S: You don’t need carbohydrates, you haven’t used enough energy

M: But I did my exercise and I haven’t eaten all day

S: You should have worked out harder, but you didn’t, because you’re lazy

M: I’m tired I just need to eat something, please

S: Fine, eat it, you lump. Eat the pizza, tell people you ate the pizza, but not too much, you always eat too much

M: I just have to eat one slice, I’ll just eat one slice, that’s all I need to do

S: Fat

M: I know

S: Worthless

M: I know. But I’m getting rid of you

S: I’m still here and there’s nothing you can do about it, you can’t even eat a slice of pizza without me, you fucking loser.

M: …But it’s just food, and I need it to live.

S: Yeah, and you need me to stop you from turning into the fuckin horrendous beast you were destined to be.
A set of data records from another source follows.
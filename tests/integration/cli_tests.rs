//! CLI integration tests
//!
//! These tests run the compiled binary against small fixture trees built
//! in temporary directories.

use assert_cmd::Command;
use predicates::prelude::*;
use std::fs;
use std::path::Path;
use tempfile::TempDir;

fn write(root: &Path, rel: &str, content: &str) {
    let path = root.join(rel);
    if let Some(parent) = path.parent() {
        fs::create_dir_all(parent).unwrap();
    }
    fs::write(path, content).unwrap();
}

/// A minimal project with one dead private method.
fn fixture_project() -> TempDir {
    let dir = TempDir::new().unwrap();
    let root = dir.path();
    write(root, "App/App.csproj", "<Project Sdk=\"Microsoft.NET.Sdk\"></Project>");
    write(
        root,
        "App/Widget.cs",
        r#"
        class Widget
        {
            internal void Render() { }
            private void Lonely() { }
        }
        "#,
    );
    write(
        root,
        "App/Program.cs",
        r#"
        class Program
        {
            static void Main()
            {
                var w = new Widget();
                w.Render();
            }
        }
        "#,
    );
    dir
}

fn deadsharp() -> Command {
    Command::cargo_bin("deadsharp").unwrap()
}

#[test]
fn test_cli_help() {
    deadsharp()
        .arg("--help")
        .assert()
        .success()
        .stdout(predicate::str::contains("deadsharp"))
        .stdout(predicate::str::contains("--no-di-heuristics"))
        .stdout(predicate::str::contains("--min-confidence"));
}

#[test]
fn test_cli_version() {
    deadsharp()
        .arg("--version")
        .assert()
        .success()
        .stdout(predicate::str::contains("deadsharp"));
}

#[test]
fn test_cli_reports_dead_method() {
    let project = fixture_project();

    deadsharp()
        .arg(project.path())
        .arg("--quiet")
        .assert()
        .success()
        .stdout(predicate::str::contains("Lonely"))
        .stdout(predicate::str::contains("Render").not());
}

#[test]
fn test_cli_json_output() {
    let project = fixture_project();

    let output = deadsharp()
        .arg(project.path())
        .arg("--format")
        .arg("json")
        .arg("--quiet")
        .output()
        .unwrap();

    assert!(output.status.success());
    let parsed: serde_json::Value = serde_json::from_slice(&output.stdout).unwrap();
    assert_eq!(parsed["success"], true);
    assert!(parsed["total_dead"].as_u64().unwrap() >= 1);
}

#[test]
fn test_cli_json_output_to_file() {
    let project = fixture_project();
    let out_path = project.path().join("report.json");

    deadsharp()
        .arg(project.path())
        .arg("--format")
        .arg("json")
        .arg("--output")
        .arg(&out_path)
        .arg("--quiet")
        .assert()
        .success();

    let parsed: serde_json::Value =
        serde_json::from_str(&fs::read_to_string(&out_path).unwrap()).unwrap();
    assert_eq!(parsed["success"], true);
}

#[test]
fn test_cli_empty_directory_fails() {
    let dir = TempDir::new().unwrap();

    deadsharp()
        .arg(dir.path())
        .arg("--quiet")
        .assert()
        .failure()
        .stdout(predicate::str::contains("No C# files found"));
}

#[test]
fn test_cli_min_confidence() {
    let project = fixture_project();
    // Internal unused type scores 70; private method scores 90
    write(project.path(), "App/Orphan.cs", "internal class Orphan { }");

    deadsharp()
        .arg(project.path())
        .arg("--min-confidence")
        .arg("85")
        .arg("--quiet")
        .assert()
        .success()
        .stdout(predicate::str::contains("Lonely"))
        .stdout(predicate::str::contains("Orphan").not());
}

#[test]
fn test_cli_include_tests_flag() {
    let project = fixture_project();
    write(
        project.path(),
        "App/WidgetTests.cs",
        "class WidgetTests { private void Probe() { } }",
    );

    // Excluded by default
    deadsharp()
        .arg(project.path())
        .arg("--quiet")
        .assert()
        .success()
        .stdout(predicate::str::contains("Probe").not());

    deadsharp()
        .arg(project.path())
        .arg("--include-tests")
        .arg("--quiet")
        .assert()
        .success()
        .stdout(predicate::str::contains("Probe"));
}

#[test]
fn test_cli_config_file_respected() {
    let project = fixture_project();
    write(project.path(), ".deadsharp.yml", "min_confidence: 95\n");

    // Lonely scores 90, below the configured floor
    deadsharp()
        .arg(project.path())
        .arg("--quiet")
        .assert()
        .success()
        .stdout(predicate::str::contains("Lonely").not());
}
You can’t do this without me. Eat the pizza, we’ll talk about it later.

M: Please just let me eat.

S: Shut up, don’t sit down…

(Obviously these are both scenarios that I’m making up as I type, but I also have over 2 decades of experience with living under the spell of Slug, as well as 10 years of working towards remission, so… there’s that. )
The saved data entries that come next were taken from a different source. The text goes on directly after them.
use super::{SymbolId, UsageKind};
use petgraph::graph::{DiGraph, NodeIndex};
use petgraph::visit::EdgeRef;
use std::collections::{HashMap, HashSet};

/// Resolved usage edge between two tracked symbols.
#[derive(Debug, Clone)]
pub struct UsageEdge {
    pub kind: UsageKind,
    pub line: usize,
}

/// Directed usage graph over tracked symbols.
///
/// Nodes are symbol identities; an edge A → B means a reference inside A's
/// span resolved to B. References with no tracked enclosing symbol (file
/// scope, or inside an untracked member) land in the root set instead of
/// an edge — they still count as usage.
#[derive(Debug)]
pub struct UsageGraph {
    inner: DiGraph<SymbolId, UsageEdge>,
    node_map: HashMap<SymbolId, NodeIndex>,
    roots: HashSet<SymbolId>,
}

impl UsageGraph {
    pub fn new() -> Self {
        Self {
            inner: DiGraph::new(),
            node_map: HashMap::new(),
            roots: HashSet::new(),
        }
    }

    fn node(&mut self, id: &SymbolId) -> NodeIndex {
        if let Some(&idx) = self.node_map.get(id) {
            return idx;
        }
        let idx = self.inner.add_node(id.clone());
        self.node_map.insert(id.clone(), idx);
        idx
    }

    /// Record a resolved usage. Self-references (recursion, initializer
    /// artifacts) are dropped; they are not evidence of outside use.
    pub fn add_usage(&mut self, from: Option<&SymbolId>, to: &SymbolId, kind: UsageKind, line: usize) {
        match from {
            Some(source) if source == to => {}
            Some(source) => {
                let from_idx = self.node(source);
                let to_idx = self.node(to);
                self.inner.add_edge(from_idx, to_idx, UsageEdge { kind, line });
            }
            None => {
                self.roots.insert(to.clone());
            }
        }
    }

    /// Whether any usage evidence points at this symbol.
    pub fn is_used(&self, id: &SymbolId) -> bool {
        if self.roots.contains(id) {
            return true;
        }
        self.node_map
            .get(id)
            .map(|&idx| {
                self.inner
                    .edges_directed(idx, petgraph::Direction::Incoming)
                    .next()
                    .is_some()
            })
            .unwrap_or(false)
    }

    /// Like [`is_used`](Self::is_used), but ignores edges originating from
    /// `except`. The interface propagator uses this so that a class's own
    /// base-list mention of its interface does not loop back and keep the
    /// class alive.
    pub fn used_excluding(&self, id: &SymbolId, except: &SymbolId) -> bool {
        if self.roots.contains(id) {
            return true;
        }
        let Some(&idx) = self.node_map.get(id) else {
            return false;
        };
        self.inner
            .edges_directed(idx, petgraph::Direction::Incoming)
            .any(|edge| &self.inner[edge.source()] != except)
    }

    /// All symbols with at least one piece of usage evidence.
    pub fn used_set(&self) -> HashSet<SymbolId> {
        let mut used: HashSet<SymbolId> = self.roots.clone();
        for idx in self.inner.node_indices() {
            if self
                .inner
                .edges_directed(idx, petgraph::Direction::Incoming)
                .next()
                .is_some()
            {
                used.insert(self.inner[idx].clone());
            }
        }
        used
    }

    pub fn edge_count(&self) -> usize {
        self.inner.edge_count()
    }

    pub fn root_count(&self) -> usize {
        self.roots.len()
    }
}

impl Default for UsageGraph {
    fn default() -> Self {
        Self::new()
    }
}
The main point I’m trying to make however is that if you’re continuing to focus mostly on food in your recovery, you are simply repeating the same patterns, just in a slightly different colour. Kind of like that blue/black/gold/cream dress that broke the internet a few years ago. It’s the same bloody thing. 
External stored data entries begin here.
use super::{HeuristicFinding, HeuristicKind};
use crate::symbols::{SymbolId, SymbolKind, SymbolRegistry, UsageGraph};
use std::collections::HashSet;
use tracing::debug;

/// Interface/base-type propagation, always on.
///
/// A type whose interface or base class is in use is reachable through
/// dispatch even when nothing names the concrete type. Propagation runs
/// to a fixed point so that chains (interface → base class → subclass)
/// resolve fully.
///
/// A class's own base-list mention of its interface is not enough: the
/// super type must be used from somewhere other than the class itself,
/// otherwise every `class C : I` pair would keep itself alive.
pub struct InterfacePropagator;

impl InterfacePropagator {
    pub fn propagate(
        registry: &SymbolRegistry,
        graph: &UsageGraph,
        overlay_used: &HashSet<SymbolId>,
    ) -> Vec<HeuristicFinding> {
        let mut findings = Vec::new();
        let mut propagated: HashSet<SymbolId> = HashSet::new();

        loop {
            let mut changed = false;

            for decl in registry.declarations() {
                if decl.kind != SymbolKind::Type || propagated.contains(&decl.id) {
                    continue;
                }
                let super_used = decl.super_types.iter().any(|name| {
                    registry.find_by_name(name).iter().any(|sup| {
                        sup.kind == SymbolKind::Type
                            && (overlay_used.contains(&sup.id)
                                || propagated.contains(&sup.id)
                                || graph.used_excluding(&sup.id, &decl.id))
                    })
                });
                if super_used {
                    propagated.insert(decl.id.clone());
                    findings.push(HeuristicFinding {
                        target: decl.id.clone(),
                        kind: HeuristicKind::InterfaceImplementation,
                        file: decl.id.file.clone(),
                        line: decl.location.line,
                    });
                    changed = true;
                }
            }

            if !changed {
                break;
            }
        }

        debug!("interface propagation marked {} types", propagated.len());
        findings
    }
}
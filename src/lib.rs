//! deadsharp - Fast dead code detection for C# and .NET solutions
//!
//! This library provides static analysis capabilities to detect unused
//! symbols in C# codebases without a compiler in the loop.
//!
//! # Architecture
//!
//! The analysis pipeline consists of:
//! 1. **Discovery** - Find .cs files and their owning projects
//! 2. **Exclusion** - Drop tests, migrations, generated code, controllers
//! 3. **Evidence** - Extract declarations and usage references per file
//! 4. **Resolution** - Build the usage graph from baseline evidence
//! 5. **Overlays** - Add DI, factory, data-flow and lambda evidence
//! 6. **Scoring** - Compute the dead set with confidence scores
//! 7. **Reporting** - Render terminal or JSON output

pub mod analysis;
pub mod config;
pub mod discovery;
pub mod error;
pub mod evidence;
pub mod exclusion;
pub mod lexer;
pub mod overlay;
pub mod report;
pub mod resolve;
pub mod symbols;

pub use analysis::{AnalysisEngine, DeadCandidate};
pub use config::Config;
pub use discovery::{FileFinder, SourceUnit};
pub use error::AnalysisError;
pub use exclusion::ExclusionPolicy;
pub use report::{ReportFormat, Reporter, RunReport};
pub use symbols::{Declaration, SymbolId, SymbolKind, SymbolRegistry, UsageGraph};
Does a mountain climber challenge the mountain? No. The climber challenges their ability to climb and the various techniques, equipment, and thought patterns that are guiding them. Does a rally driver challenge the track? No. Does the computer programmer challenge the computer? No. Am I challenging my kitchen when I whip up a meal? No.

We are challenging what we believe to be the truth, and what we think we know, and are capable of. Our intent is the difference here. If you are truly wanting to get on the path to mental wealth, then stop focusing on the food and start focusing on you, because that after all, is where the ‘mental’ part of that situation lives.

TLDR; Food is not our enemy. Our thoughts are. Focus your attention on the intent behind your decisions, not the delicious pizza.